Hayal kırıklığı, kişinin bir beklentisinin karşılanmamasıyla ortaya çıkar. Görülmemek, önemsenmemek ya da beklenen ilgiyi alamamak, bu duygunun temel kaynaklarıdır. Ancak hayal kırıklığı, kırılgan bir duygu olduğu için çoğu zaman doğrudan ifade edilemez. Bunun yerine daha güçlü ve koruyucu bir duygu olan öfke öne çıkar.
Öfke, kişiye geçici bir güç hissi verir. Ancak bu güç, karşı tarafla teması artırmaz; aksine savunmayı tetikler. Karşı taraf öfkeyle karşılaştığında, alttaki hayal kırıklığını görmek yerine kendini korumaya yönelir. Böylece ilişki, asıl konuşulması gereken duygudan uzaklaşır.

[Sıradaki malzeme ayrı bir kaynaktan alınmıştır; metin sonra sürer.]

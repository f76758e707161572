//! Employee identity models.
//!
//! [`CanonicalEmployee`] is the deduplicated identity record owned by the
//! roster; [`EmployeeEntry`] is a timesheet line item that refers to it.

use std::collections::BTreeSet;

use serde::{Deserialize, Serialize};

use super::TimeEntry;

/// Score at or above which a match is labelled high confidence.
pub const HIGH_CONFIDENCE_THRESHOLD: f64 = 0.95;

/// Score at or above which a match is labelled probable.
pub const PROBABLE_THRESHOLD: f64 = 0.85;

/// Minimum score for a candidate to be returned at all.
pub const MIN_SIMILARITY: f64 = 0.70;

/// Normalizes a free-text name for exact comparison.
///
/// Trims, collapses internal whitespace and lowercases, so `" Jon  SMITH "`
/// and `"jon smith"` compare equal.
///
/// # Example
///
/// ```
/// use timesheet_engine::models::name_key;
///
/// assert_eq!(name_key("  Jon   SMITH "), "jon smith");
/// ```
pub fn name_key(name: &str) -> String {
    name.split_whitespace()
        .map(str::to_lowercase)
        .collect::<Vec<_>>()
        .join(" ")
}

/// Confidence bucket for a fuzzy name match.
///
/// The buckets are part of the search contract: only
/// [`MatchConfidence::HighConfidence`] matches are ever applied without a
/// reviewer.
#[derive(Debug, Clone, Copy, PartialEq, Eq, Hash, Serialize, Deserialize)]
#[serde(rename_all = "snake_case")]
pub enum MatchConfidence {
    /// Score >= 0.95.
    HighConfidence,
    /// 0.85 <= score < 0.95.
    Probable,
    /// 0.70 <= score < 0.85; shown but never auto-applied.
    Possible,
}

impl MatchConfidence {
    /// Buckets a similarity score.
    pub fn from_score(score: f64) -> Self {
        if score >= HIGH_CONFIDENCE_THRESHOLD {
            MatchConfidence::HighConfidence
        } else if score >= PROBABLE_THRESHOLD {
            MatchConfidence::Probable
        } else {
            MatchConfidence::Possible
        }
    }

    /// The display label for the bucket.
    pub fn label(&self) -> &'static str {
        match self {
            MatchConfidence::HighConfidence => "high confidence",
            MatchConfidence::Probable => "probable",
            MatchConfidence::Possible => "possible",
        }
    }
}

/// The canonical identity record for one employee of one organization.
#[derive(Debug, Clone, PartialEq, Serialize, Deserialize)]
pub struct CanonicalEmployee {
    /// Unique identifier for the employee.
    pub id: String,
    /// The organization that owns this record.
    pub organization_id: String,
    /// The preferred spelling of the employee's name.
    pub full_name: String,
    /// Every spelling known to refer to this employee.
    pub aliases: BTreeSet<String>,
    /// Billing codes the employee may use, most recently used first.
    #[serde(default)]
    pub qualified_service_codes: Vec<String>,
    /// False until the record has been enriched by an operator.
    pub is_complete: bool,
    /// False once the employee has been deactivated.
    pub active: bool,
}

impl CanonicalEmployee {
    /// Returns true if `name` equals the full name or an alias, ignoring
    /// case and whitespace differences.
    pub fn has_alias(&self, name: &str) -> bool {
        let key = name_key(name);
        self.names().any(|n| name_key(n) == key)
    }

    /// Adds an alias unless an equivalent spelling is already known.
    ///
    /// Returns true if the alias set changed.
    pub fn add_alias(&mut self, name: &str) -> bool {
        if self.has_alias(name) {
            return false;
        }
        self.aliases.insert(name.trim().to_string())
    }

    /// The full name followed by every alias.
    pub fn names(&self) -> impl Iterator<Item = &str> {
        std::iter::once(self.full_name.as_str()).chain(self.aliases.iter().map(String::as_str))
    }

    /// Qualifies the employee for `code` and moves it to the front.
    pub fn add_service_code(&mut self, code: &str) {
        let code = code.trim();
        if code.is_empty() {
            return;
        }
        self.qualified_service_codes.retain(|c| c != code);
        self.qualified_service_codes.insert(0, code.to_string());
    }

    /// Moves an already-qualified `code` to the front.
    ///
    /// A code the employee is not qualified for is ignored, so codes read
    /// off a timesheet never widen the qualified set. Returns true if the
    /// code was found.
    pub fn record_service_code_use(&mut self, code: &str) -> bool {
        let code = code.trim();
        match self.qualified_service_codes.iter().position(|c| c == code) {
            Some(position) => {
                let code = self.qualified_service_codes.remove(position);
                self.qualified_service_codes.insert(0, code);
                true
            }
            None => false,
        }
    }
}

/// A roster candidate offered for an unresolved name.
#[derive(Debug, Clone, PartialEq, Serialize, Deserialize)]
pub struct EmployeeSuggestion {
    /// The candidate's employee id.
    pub employee_id: String,
    /// The candidate's full name.
    pub full_name: String,
    /// Similarity score, 0.0-1.0.
    pub similarity_score: f64,
    /// Confidence bucket of the score.
    pub confidence: MatchConfidence,
}

/// One employee's line item within a timesheet.
///
/// `resolved_employee_id` is `None` only while the name is unresolved or
/// ambiguous. Once set by a correction or a reviewer selection it is never
/// cleared.
#[derive(Debug, Clone, PartialEq, Serialize, Deserialize)]
pub struct EmployeeEntry {
    /// The employee name as currently recorded.
    pub employee_name: String,
    /// The canonical employee this entry resolves to.
    pub resolved_employee_id: Option<String>,
    /// The billing code, verbatim.
    pub service_code: String,
    /// Whether the employee signed the timesheet.
    pub signature_present: bool,
    /// Visit lines, including superseded ones.
    pub time_entries: Vec<TimeEntry>,
    /// Roster candidates found during normalization.
    #[serde(default, skip_serializing_if = "Vec::is_empty")]
    pub suggestions: Vec<EmployeeSuggestion>,
}

impl EmployeeEntry {
    /// Entries that have not been superseded by an edit.
    pub fn active_time_entries(&self) -> impl Iterator<Item = &TimeEntry> {
        self.time_entries.iter().filter(|e| e.is_active())
    }

    /// Total billing units across active entries.
    pub fn total_units(&self) -> u32 {
        self.active_time_entries().map(|e| e.units).sum()
    }

    /// Total minutes across active entries.
    pub fn total_minutes(&self) -> u32 {
        self.active_time_entries().map(|e| e.minutes_worked).sum()
    }
}

#[cfg(test)]
mod tests {
    use super::*;

    fn create_test_employee() -> CanonicalEmployee {
        CanonicalEmployee {
            id: "emp_001".to_string(),
            organization_id: "org_a".to_string(),
            full_name: "Jon Smith".to_string(),
            aliases: BTreeSet::from(["Jon Smith".to_string()]),
            qualified_service_codes: vec![],
            is_complete: false,
            active: true,
        }
    }

    #[test]
    fn test_confidence_buckets() {
        assert_eq!(MatchConfidence::from_score(1.0), MatchConfidence::HighConfidence);
        assert_eq!(MatchConfidence::from_score(0.95), MatchConfidence::HighConfidence);
        assert_eq!(MatchConfidence::from_score(0.949), MatchConfidence::Probable);
        assert_eq!(MatchConfidence::from_score(0.85), MatchConfidence::Probable);
        assert_eq!(MatchConfidence::from_score(0.84), MatchConfidence::Possible);
        assert_eq!(MatchConfidence::HighConfidence.label(), "high confidence");
    }

    #[test]
    fn test_has_alias_ignores_case_and_spacing() {
        let employee = create_test_employee();
        assert!(employee.has_alias("jon   smith"));
        assert!(employee.has_alias(" JON SMITH "));
        assert!(!employee.has_alias("Jon Smtih"));
    }

    #[test]
    fn test_add_alias_does_not_duplicate() {
        let mut employee = create_test_employee();
        assert!(!employee.add_alias("JON SMITH"));
        assert!(employee.add_alias("Johnny Smith"));
        assert!(!employee.add_alias("johnny smith"));
        assert_eq!(employee.aliases.len(), 2);
    }

    #[test]
    fn test_add_service_code_moves_to_front() {
        let mut employee = create_test_employee();
        employee.add_service_code("T1019");
        employee.add_service_code("S5125");
        employee.add_service_code("T1019");
        employee.add_service_code("  ");

        assert_eq!(employee.qualified_service_codes, vec!["T1019", "S5125"]);
    }

    #[test]
    fn test_record_service_code_use_only_reorders_qualified_codes() {
        let mut employee = create_test_employee();
        employee.add_service_code("T1019");
        employee.add_service_code("S5125");

        assert!(employee.record_service_code_use(" T1019 "));
        assert_eq!(employee.qualified_service_codes, vec!["T1019", "S5125"]);

        assert!(!employee.record_service_code_use("T1O19 ??"));
        assert!(!employee.record_service_code_use(""));
        assert_eq!(employee.qualified_service_codes, vec!["T1019", "S5125"]);
    }

    #[test]
    fn test_employee_serialization_round_trip() {
        let employee = create_test_employee();
        let json = serde_json::to_string(&employee).unwrap();
        let deserialized: CanonicalEmployee = serde_json::from_str(&json).unwrap();
        assert_eq!(employee, deserialized);
    }
}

Yanlış duyguyla iletişim kurulduğunda, taraflar birbirini yanlış yerden duyar. Kişi “Neden beni böyle hissettirdiğini anlamıyorsun?” demek isterken, karşı tarafa “Sen hep böylesin” mesajı verir. Bu da suçlama–savunma döngüsünü besler. İletişim, çözüm üretmek yerine çatışmayı derinleştirir.
Psikolojik danışmanlık sürecinde bu durum, duyguların ayrıştırılması üzerinden ele alınır. Öfkenin altında hangi duygu olduğu fark edildiğinde, iletişimin yönü değişir. “Kızgınım” yerine “Hayal kırıklığına uğradım” diyebilmek, ilişki içinde çok daha onarıcı bir etki yaratır. Çünkü bu ifade, saldırı değil; temas içerir.
Hayal kırıklığını dile getirmek, kişinin kendini açmasını gerektirir. Bu da risklidir. Ancak bu risk alınmadığında, ilişki öfke üzerinden ilerler ve taraflar giderek birbirinden uzaklaşır. Doğru duygu doğru şekilde ifade edildiğinde, anlaşılma ihtimali artar.
İlişkilerde sağlıklı iletişim, duyguların bastırılmasıyla değil; doğru adlandırılmasıyla mümkündür. Öfke çoğu zaman bir sinyaldir. Bu sinyalin neyi haber verdiğini fark edebilmek, ilişkinin yönünü belirler.
Yanlış duyguyla kurulan iletişim, ilişkiyi yorar. Doğru duyguyla kurulan iletişim ise bağ kurar. İlişkiler, sesin yüksekliğiyle değil; duygunun doğruluğuyla derinleşir.